Il codice prende inoltre in esame la partecipazione dei minori alle trasmissioni televisive e la loro protezione rispetto alla comunicazione pubblicitaria.

Il Codice è stato poi recepito dalla Legge Gasparri (2004) che regolamenta l’emittenza radiotelevisiva. Nel 2010 il Comitato incaricato di vigilare sull’applicazione del Codice ha rilevato una impennata di violazioni del 60% in più rispetto al 2009 e ben del 150% in più rispetto al 2008. Nel dettaglio: la Rai è passata da 14 a 19 violazioni accertate, Mediaset le ha triplicate da 7 a 23, mentre Sky, che non ne aveva nessuna, ne ha collezionate 17. In cima alla lista nera stilata dal Comitato ci sono film e telefilm, seguiti da programmi di intrattenimento farciti di cronaca nera e gossip, che riempiono anche i tg nella cosiddetta “fascia protetta” tra le ore 16 e le 19. Il Comitato, infine, nell’esprimere la giusta preoccupazione, chiede di varare un nuovo Codice Media e Minori che comprenda anche i New Media.

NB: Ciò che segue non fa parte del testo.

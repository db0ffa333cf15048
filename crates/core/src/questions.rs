//! Static qualification question banks, one ordered list per framework.
//!
//! List order is a priority ranking: when the inference service cannot pick a
//! candidate, the first unasked entry wins.

use crate::domain::framework::SalesFramework;

pub const QUESTIONS_PER_FRAMEWORK: usize = 5;

const BANT_QUESTIONS: [&str; QUESTIONS_PER_FRAMEWORK] = [
    "What budget range are you working with for this type of solution?",
    "Who else would be involved in making this decision?",
    "What specific challenges are you looking to solve?",
    "When are you hoping to have a solution in place?",
    "What's driving the urgency for this project?",
];

const SPIN_QUESTIONS: [&str; QUESTIONS_PER_FRAMEWORK] = [
    "Can you tell me about your current process for [relevant area]?",
    "What challenges are you experiencing with your current approach?",
    "How is this challenge affecting your team's productivity?",
    "What would solving this problem mean for your business?",
    "How are you currently handling this situation?",
];

const MEDDIC_QUESTIONS: [&str; QUESTIONS_PER_FRAMEWORK] = [
    "What metrics are you using to measure success in this area?",
    "Who has the final decision-making authority for this purchase?",
    "What criteria will you use to evaluate potential solutions?",
    "Can you walk me through your decision-making process?",
    "What's the biggest pain point you're trying to address?",
];

pub fn questions_for(framework: SalesFramework) -> &'static [&'static str] {
    match framework {
        SalesFramework::Spin => &SPIN_QUESTIONS,
        SalesFramework::Meddic => &MEDDIC_QUESTIONS,
        SalesFramework::Bant | SalesFramework::Chant => &BANT_QUESTIONS,
    }
}

/// Bank entries not yet in `asked`, in bank order.
pub fn available_questions(framework: SalesFramework, asked: &[String]) -> Vec<&'static str> {
    questions_for(framework)
        .iter()
        .copied()
        .filter(|question| !asked.iter().any(|asked| asked == question))
        .collect()
}

#[cfg(test)]
mod tests {
    use super::{available_questions, questions_for, QUESTIONS_PER_FRAMEWORK};
    use crate::domain::framework::SalesFramework;

    #[test]
    fn every_framework_has_five_questions() {
        for framework in [
            SalesFramework::Bant,
            SalesFramework::Spin,
            SalesFramework::Meddic,
            SalesFramework::Chant,
        ] {
            assert_eq!(questions_for(framework).len(), QUESTIONS_PER_FRAMEWORK);
        }
    }

    #[test]
    fn reserved_framework_falls_back_to_bant_bank() {
        assert_eq!(questions_for(SalesFramework::Chant), questions_for(SalesFramework::Bant));
    }

    #[test]
    fn available_questions_preserve_bank_order() {
        let bank = questions_for(SalesFramework::Meddic);
        let asked = vec![bank[0].to_string(), bank[2].to_string()];

        assert_eq!(available_questions(SalesFramework::Meddic, &asked), vec![bank[1], bank[3], bank[4]]);
    }

    #[test]
    fn exhausted_bank_yields_nothing() {
        let asked: Vec<String> =
            questions_for(SalesFramework::Spin).iter().map(|q| q.to_string()).collect();
        assert!(available_questions(SalesFramework::Spin, &asked).is_empty());
    }
}
#[cfg(test)]
mod tests {
    use std::env;
    use std::fs;
    use std::io;
    use std::sync::{Mutex, OnceLock};

    use secrecy::ExposeSecret;
    use tempfile::TempDir;

    use super::{AppConfig, ConfigError, ConfigOverrides, LlmProvider, LoadOptions, LogFormat};

    static ENV_LOCK: OnceLock<Mutex<()>> = OnceLock::new();

    fn env_lock() -> &'static Mutex<()> {
        ENV_LOCK.get_or_init(|| Mutex::new(()))
    }

    fn clear_vars(vars: &[&str]) {
        for var in vars {
            env::remove_var(var);
        }
    }

    fn ensure(condition: bool, message: &'static str) -> Result<(), String> {
        if condition {
            Ok(())
        } else {
            Err(message.to_string())
        }
    }

    #[test]
    fn defaults_are_valid_without_any_file_or_env() -> Result<(), String> {
        let _guard = env_lock().lock().map_err(|_| "env lock is poisoned".to_string())?;

        let config = AppConfig::load(LoadOptions::default())
            .map_err(|err| format!("config load failed: {err}"))?;

        ensure(config.llm.provider == LlmProvider::Ollama, "default provider should be ollama")?;
        ensure(config.engine.max_steps == 40, "default step cap should be 40")?;
        ensure(
            config.engine.default_calendar_link == "https://calendly.com/demo",
            "default calendar link should be set",
        )
    }

    #[test]
    fn file_load_supports_env_interpolation() -> Result<(), String> {
        let _guard = env_lock().lock().map_err(|_| "env lock is poisoned".to_string())?;

        env::set_var("TEST_LEADFLOW_API_KEY", "sk-from-env");

        let result = (|| -> Result<(), String> {
            let dir = TempDir::new().map_err(|err: io::Error| err.to_string())?;
            let path = dir.path().join("leadflow.toml");
            fs::write(
                &path,
                r#"
[llm]
provider = "openai"
api_key = "${TEST_LEADFLOW_API_KEY}"
base_url = "https://api.openai.com"
model = "gpt-4o-mini"
"#,
            )
            .map_err(|err| err.to_string())?;

            let config =
                AppConfig::load(LoadOptions { config_path: Some(path), ..LoadOptions::default() })
                    .map_err(|err| format!("config load failed: {err}"))?;

            ensure(config.llm.provider == LlmProvider::OpenAi, "provider should come from file")?;
            ensure(
                config.llm.api_key.as_ref().map(|key| key.expose_secret() == "sk-from-env")
                    == Some(true),
                "api key should be loaded from environment",
            )?;
            Ok(())
        })();

        clear_vars(&["TEST_LEADFLOW_API_KEY"]);
        result
    }

    #[test]
    fn switching_provider_without_base_url_uses_that_providers_endpoint() -> Result<(), String> {
        let _guard = env_lock().lock().map_err(|_| "env lock is poisoned".to_string())?;

        env::set_var("LEADFLOW_LLM_API_KEY", "sk-test");

        let result = (|| -> Result<(), String> {
            let config = AppConfig::load(LoadOptions {
                overrides: ConfigOverrides {
                    llm_provider: Some(LlmProvider::OpenAi),
                    ..ConfigOverrides::default()
                },
                ..LoadOptions::default()
            })
            .map_err(|err| format!("config load failed: {err}"))?;
            ensure(config.llm.base_url.is_none(), "base url should stay unset")?;
            ensure(
                config.llm.resolved_base_url() == "https://api.openai.com",
                "openai should resolve to its hosted endpoint",
            )?;

            let ollama = AppConfig::load(LoadOptions::default())
                .map_err(|err| format!("config load failed: {err}"))?;
            ensure(
                ollama.llm.resolved_base_url() == "http://localhost:11434",
                "ollama should resolve to the local endpoint",
            )
        })();

        clear_vars(&["LEADFLOW_LLM_API_KEY"]);
        result
    }

    #[test]
    fn logging_env_aliases_are_supported() -> Result<(), String> {
        let _guard = env_lock().lock().map_err(|_| "env lock is poisoned".to_string())?;

        env::set_var("LEADFLOW_LOG_LEVEL", "warn");
        env::set_var("LEADFLOW_LOG_FORMAT", "pretty");

        let result = (|| -> Result<(), String> {
            let config = AppConfig::load(LoadOptions::default())
                .map_err(|err| format!("config load failed: {err}"))?;

            ensure(config.logging.level == "warn", "warning log level should be set from env var")?;
            ensure(
                matches!(config.logging.format, LogFormat::Pretty),
                "pretty logging format should be set from env var",
            )?;
            Ok(())
        })();

        clear_vars(&["LEADFLOW_LOG_LEVEL", "LEADFLOW_LOG_FORMAT"]);
        result
    }

    #[test]
    fn precedence_defaults_file_env_overrides() -> Result<(), String> {
        let _guard = env_lock().lock().map_err(|_| "env lock is poisoned".to_string())?;

        env::set_var("LEADFLOW_LLM_MODEL", "model-from-env");
        env::set_var("LEADFLOW_ENGINE_MAX_STEPS", "25");

        let result = (|| -> Result<(), String> {
            let dir = TempDir::new().map_err(|err: io::Error| err.to_string())?;
            let path = dir.path().join("leadflow.toml");
            fs::write(
                &path,
                r#"
[llm]
model = "model-from-file"

[engine]
max_steps = 12
payment_link_base = "https://pay.example.com/links"

[logging]
level = "warn"
"#,
            )
            .map_err(|err| err.to_string())?;

            let config = AppConfig::load(LoadOptions {
                config_path: Some(path),
                overrides: ConfigOverrides {
                    max_steps: Some(60),
                    log_level: Some("debug".to_string()),
                    ..ConfigOverrides::default()
                },
                ..LoadOptions::default()
            })
            .map_err(|err| format!("config load failed: {err}"))?;

            ensure(config.engine.max_steps == 60, "override step cap should win")?;
            ensure(config.logging.level == "debug", "overridden log level should be debug")?;
            ensure(config.llm.model == "model-from-env", "env model should win over file")?;
            ensure(
                config.engine.payment_link_base == "https://pay.example.com/links",
                "file payment link base should win over default",
            )?;
            Ok(())
        })();

        clear_vars(&["LEADFLOW_LLM_MODEL", "LEADFLOW_ENGINE_MAX_STEPS"]);
        result
    }

    #[test]
    fn validation_fails_fast_with_actionable_error() -> Result<(), String> {
        let _guard = env_lock().lock().map_err(|_| "env lock is poisoned".to_string())?;

        env::set_var("LEADFLOW_LLM_PROVIDER", "anthropic");

        let result = (|| -> Result<(), String> {
            let error = match AppConfig::load(LoadOptions::default()) {
                Ok(_) => {
                    return Err("expected validation failure but config load succeeded".to_string())
                }
                Err(error) => error,
            };
            let has_message = matches!(
                error,
                ConfigError::Validation(ref message) if message.contains("llm.api_key")
            );
            ensure(has_message, "validation failure should mention llm.api_key")
        })();

        clear_vars(&["LEADFLOW_LLM_PROVIDER"]);
        result
    }

    #[test]
    fn invalid_numeric_env_override_is_reported() -> Result<(), String> {
        let _guard = env_lock().lock().map_err(|_| "env lock is poisoned".to_string())?;

        env::set_var("LEADFLOW_ENGINE_MAX_STEPS", "many");

        let result = match AppConfig::load(LoadOptions::default()) {
            Err(ConfigError::InvalidEnvOverride { key, .. }) => {
                ensure(key == "LEADFLOW_ENGINE_MAX_STEPS", "error should name the variable")
            }
            _ => Err("expected invalid env override error".to_string()),
        };

        clear_vars(&["LEADFLOW_ENGINE_MAX_STEPS"]);
        result
    }

    #[test]
    fn secret_values_are_not_leaked_by_debug() -> Result<(), String> {
        let _guard = env_lock().lock().map_err(|_| "env lock is poisoned".to_string())?;

        env::set_var("LEADFLOW_LLM_API_KEY", "sk-secret-value");

        let result = (|| -> Result<(), String> {
            let config = AppConfig::load(LoadOptions::default())
                .map_err(|err| format!("config load failed: {err}"))?;
            let debug = format!("{config:?}");

            ensure(!debug.contains("sk-secret-value"), "debug output should not contain api key")?;
            ensure(
                matches!(config.logging.format, LogFormat::Compact),
                "default logging format should be compact",
            )?;
            Ok(())
        })();

        clear_vars(&["LEADFLOW_LLM_API_KEY"]);
        result
    }
}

Tutti i rapporti (Censis, Eurispes-Telefono Azzurro) descrivono infatti una generazione tecnologizzata, dotata di grande familiarità con gli strumenti informatici e multimediali. Internet e i social network hanno rivoluzionato la vita di tutti ma specialmente dei minori. Facebook è in testa a tutte le classifiche, con oltre 150 milioni di utenti nel mondo di cui 6,5 milioni in Italia; seguito da My Space, Hi5, Flickr, Skyrock, Friendster, Tagged, Live Journal, Orkut, Fotolog, Bebo.com, Linkedln, Badoo.com, Alexa.com e così via. Oltre il 75% degli adolescenti usa le chat (da una a quattro ore al giorno) spesso senza alcuna consapevolezza dei rischi e delle insidie a cui si è esposti. Del resto, la competizione a chi ha più amici su Facebook o viene cercato di più in Rete, appare sempre più fondamentale per le nuove generazioni. Essere su Internet è sinonimo di esistere. Ma essere nella Rete comporta anche dei rischi che i neofiti non considerano a sufficienza. Non è solo questione di orchi e pedofili. I dati personali di un utente sono infatti difficilmente cancellabili. E un numero enorme di persone può così conoscere le considerazioni più personali e intime dei giovani e chiunque – aziende private, pubbliche amministrazioni, professionisti, sconosciuti – può raccogliere un’enorme quantità di informazioni che li riguardano.